Marc Van Montagu, the president of the European Federation of Biotechnology, told journalists in Brussels recently that the technology, which has been oriented to helping developing countries, could also be of great benefit to European food production.
Montagu's comments follow the publication of new figures from The International Service for the Acquisition of Agri-biotech Applications (ISAAA).
The new statistics show that in 2006 the number of hectares globally cultivated with GM crops increased by 12 million hectares. Most of this growth came from countries such as China and India, while most EU farmers "continue to be held back by a dysfunctional regulatory system and by disproportionate co-existence rules," according to Montagu.

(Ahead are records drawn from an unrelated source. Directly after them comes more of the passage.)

impl AddedVocabulary {
    pub fn new() -> Self {
        Self {
            added_tokens_map: HashMap::new(),
            added_tokens_map_r: HashMap::new(),
            added_tokens: vec![],
            special_tokens_set: HashSet::new(),
            split_trie: None,
            split_normalized_trie: None,
            encode_special_tokens: false,
        }
    }

    pub fn len(&self) -> usize {
        self.added_tokens_map.len()
    }

    pub fn is_empty(&self) -> bool {
        self.added_tokens_map.is_empty()
    }

    /// Content to id for every added token.
    pub fn get_vocab(&self) -> &HashMap<String, u32> {
        &self.added_tokens_map
    }

    pub fn get_added_tokens_decoder(&self) -> &HashMap<u32, AddedToken> {
        &self.added_tokens_map_r
    }

    /// Added tokens in insertion order.
    pub fn get_added_tokens(&self) -> &[AddedToken] {
        &self.added_tokens
    }

    /// Added tokens take precedence over the model vocabulary.
    pub fn token_to_id(&self, token: &str, model: &impl Model) -> Option<u32> {
        self.added_tokens_map
            .get(token)
            .copied()
            .or_else(|| model.token_to_id(token))
    }

    pub fn id_to_token(&self, id: u32, model: &impl Model) -> Option<String> {
        self.simple_id_to_token(id)
            .or_else(|| model.id_to_token(id))
    }

    pub fn simple_id_to_token(&self, id: u32) -> Option<String> {
        self.added_tokens_map_r.get(&id).map(|t| t.content.clone())
    }

    pub fn set_encode_special_tokens(&mut self, value: bool) {
        self.encode_special_tokens = value;
    }

    pub fn get_encode_special_tokens(&self) -> bool {
        self.encode_special_tokens
    }

    pub fn is_special_token(&self, token: &str) -> bool {
        self.special_tokens_set.contains(token)
    }

    /// Add some special tokens to the vocabulary. They are flagged special and
    /// matched against the raw input whatever their own flags say.
    pub fn add_special_tokens<N: Normalizer>(
        &mut self,
        tokens: &[AddedToken],
        model: &impl Model,
        normalizer: Option<&N>,
    ) -> Result<usize> {
        let tokens = tokens
            .iter()
            .map(|token| token.clone().special(true).normalized(false))
            .collect::<Vec<_>>();
        self.add_tokens(&tokens, model, normalizer)
    }

    /// Add some tokens to the vocabulary, returning how many are new.
    ///
    /// A token already known to the model keeps the model id. Any other token gets
    /// the first id above both the model vocabulary and the previous added tokens.
    pub fn add_tokens<N: Normalizer>(
        &mut self,
        tokens: &[AddedToken],
        model: &impl Model,
        normalizer: Option<&N>,
    ) -> Result<usize> {
        let mut added = 0;
        for token in tokens {
            if token.content.is_empty() {
                warn!("ignoring an added token with empty content");
                continue;
            }
            if let Some(id) = self.added_tokens_map.get(&token.content) {
                if self.added_tokens_map_r.get(id) == Some(token) {
                    continue;
                }
            }

            let new_id = match self.added_tokens_map.get(&token.content) {
                Some(id) => *id,
                None => match model.token_to_id(&token.content) {
                    Some(id) => {
                        warn!(
                            token = %token.content,
                            id,
                            "added token is already part of the model vocabulary"
                        );
                        id
                    }
                    None => self.next_id(model),
                },
            };
            self.insert(token.clone(), new_id);
            added += 1;
        }

        self.refresh_added_tokens(normalizer)?;
        Ok(added)
    }

    /// Put back tokens with the ids they were saved with.
    pub(crate) fn restore<N: Normalizer>(
        &mut self,
        tokens: Vec<AddedTokenWithId>,
        normalizer: Option<&N>,
    ) -> Result<()> {
        for AddedTokenWithId { id, token } in tokens {
            self.insert(token, id);
        }
        self.refresh_added_tokens(normalizer)
    }

    fn next_id(&self, model: &impl Model) -> u32 {
        let vocab_size = model.get_vocab_size() as u32;
        self.added_tokens_map
            .values()
            .max()
            .map_or(vocab_size, |max| vocab_size.max(max + 1))
    }

    fn insert(&mut self, token: AddedToken, id: u32) {
        if token.special {
            self.special_tokens_set.insert(token.content.clone());
        } else {
            self.special_tokens_set.remove(&token.content);
        }
        match self
            .added_tokens
            .iter_mut()
            .find(|t| t.content == token.content)
        {
            Some(previous) => *previous = token.clone(),
            None => self.added_tokens.push(token.clone()),
        }
        self.added_tokens_map.insert(token.content.clone(), id);
        self.added_tokens_map_r.insert(id, token);
    }

    /// Rebuild both automatons from the current tokens. Normalized tokens are
    /// indexed by their normalized content, so they match the normalized input.
    pub(crate) fn refresh_added_tokens<N: Normalizer>(&mut self, normalizer: Option<&N>) -> Result<()> {
        let (normalized, non_normalized): (Vec<&AddedToken>, Vec<&AddedToken>) =
            self.added_tokens.iter().partition(|token| token.normalized);

        let with_id = |token: &AddedToken| {
            self.added_tokens_map
                .get(&token.content)
                .map(|id| (token.content.clone(), *id))
        };

        let split_trie = build_matching_set(non_normalized.into_iter().filter_map(with_id))?;

        let mut normalized_patterns = Vec::with_capacity(normalized.len());
        for (content, id) in normalized.into_iter().filter_map(with_id) {
            let mut content = NormalizedString::from(content);
            if let Some(normalizer) = normalizer {
                normalizer.normalize(&mut content)?;
            }
            if !content.is_empty() {
                normalized_patterns.push((content.get().to_owned(), id));
            }
        }
        let split_normalized_trie = build_matching_set(normalized_patterns)?;

        self.split_trie = split_trie;
        self.split_normalized_trie = split_normalized_trie;
        debug!(
            added_tokens = self.added_tokens.len(),
            special_tokens = self.special_tokens_set.len(),
            "refreshed added vocabulary"
        );
        Ok(())
    }

    /// Find any AddedToken in the given sentence, using the provided automaton.
    /// Returns every part of the sentence, with the id of the token it matched
    /// when it is an added token.
    fn find_matches(&self, sentence: &str, split_re: &MatchingSet) -> Vec<(Option<u32>, Offsets)> {
        if sentence.is_empty() {
            return vec![(None, (0, 0))];
        }

        let mut start_offset = 0;
        let mut splits = vec![];
        let mut position = 0;

        while let Some(mat) = split_re.0.find(Input::new(sentence).range(position..)) {
            let Some((id, mut start, mut stop)) = self.usable_match(sentence, split_re, mat) else {
                // Nothing usable starts here, go on from the next char.
                position = mat.start()
                    + sentence[mat.start()..]
                        .chars()
                        .next()
                        .map_or(1, char::len_utf8);
                continue;
            };
            let Some(added_token) = self.added_tokens_map_r.get(&id) else {
                position = stop;
                continue;
            };

            if added_token.lstrip {
                start = space_leftmost_at_end(&sentence[..start]).max(start_offset);
            }
            if added_token.rstrip {
                stop += space_rightmost_at_start(&sentence[stop..]);
            }

            if start_offset < start {
                splits.push((None, (start_offset, start)));
            }
            splits.push((Some(id), (start, stop)));
            start_offset = stop;
            position = stop;
        }

        let total_byte_len = sentence.len();
        if start_offset != total_byte_len {
            splits.push((None, (start_offset, total_byte_len)));
        }

        splits
    }

    /// The longest added token starting where `mat` starts that may be used
    /// there. A `single_word` token inside a word falls back to shorter tokens.
    fn usable_match(
        &self,
        sentence: &str,
        split_re: &MatchingSet,
        mut mat: Match,
    ) -> Option<(u32, usize, usize)> {
        loop {
            let id = split_re.1[mat.pattern().as_usize()];
            let (start, stop) = (mat.start(), mat.end());
            if self.can_match_at(sentence, id, start, stop) {
                return Some((id, start, stop));
            }
            if stop <= start + 1 {
                return None;
            }
            let shorter = Input::new(sentence)
                .range(start..stop - 1)
                .anchored(Anchored::Yes);
            mat = split_re.0.find(shorter)?;
        }
    }

    fn can_match_at(&self, sentence: &str, id: u32, start: usize, stop: usize) -> bool {
        let Some(added_token) = self.added_tokens_map_r.get(&id) else {
            return false;
        };
        if self.encode_special_tokens && self.special_tokens_set.contains(&added_token.content) {
            return false;
        }
        if added_token.single_word {
            let start_space = start == 0 || !ends_with_word(&sentence[..start]);
            let stop_space = stop == sentence.len() || !starts_with_word(&sentence[stop..]);
            return start_space && stop_space;
        }
        true
    }

    /// Cut `sentence` around the added tokens of `split_re`, tokenizing the
    /// matched parts right away.
    fn split_with_indices(
        &self,
        sentence: NormalizedString,
        split_re: Option<&MatchingSet>,
    ) -> Vec<(NormalizedString, Option<Vec<Token>>)> {
        let Some(split_re) = split_re else {
            return vec![(sentence, None)];
        };

        self.find_matches(sentence.get(), split_re)
            .into_iter()
            .filter_map(|(id, (start, end))| {
                let slice = sentence.slice(Range::Normalized(start..end))?;
                match id {
                    Some(id) => {
                        let content = self
                            .added_tokens_map_r
                            .get(&id)
                            .map_or_else(|| slice.get().to_owned(), |t| t.content.clone());
                        let len = slice.len();
                        Some((slice, Some(vec![Token::new(id, content, (0, len))])))
                    }
                    None => Some((slice, None)),
                }
            })
            .collect()
    }

    /// Extract the added tokens from `sequence` and normalize what remains.
    ///
    /// Raw-input tokens are extracted first, then the rest is normalized and
    /// searched for normalized tokens. Every extracted token is already
    /// tokenized in the returned `PreTokenizedString`.
    pub fn extract_and_normalize<N: Normalizer>(
        &self,
        normalizer: Option<&N>,
        sequence: &str,
    ) -> Result<PreTokenizedString> {
        let mut pretokenized: PreTokenizedString = sequence.into();

        pretokenized.split(|_, sequence| {
            Ok(self.split_with_indices(sequence, self.split_trie.as_ref()))
        })?;

        pretokenized.split(|_, mut sequence| {
            if let Some(normalizer) = normalizer {
                normalizer.normalize(&mut sequence)?;
            }
            Ok(self.split_with_indices(sequence, self.split_normalized_trie.as_ref()))
        })?;

        Ok(pretokenized)
    }
}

The issue of GM approval within the EU is one of the most contentious in agriculture. The recent announcement that US authorities had traced amounts of unapproved genetically modified (GM) food in samples of rice prompted the EU to clamp down on all imports from the US.
The immediacy of this action illustrated the stringent controls the EU has in place to guard against unauthorised products entering the food chain, and also reflected consumer fears over the technology.
Nonetheless, in 2006, farmers cultivated approved biotech crops on 65 000 hectares in six European Member States (Portugal, Spain, Germany, France, Czech Republic and Slovakia). EuropaBio said that this would likely increase this year.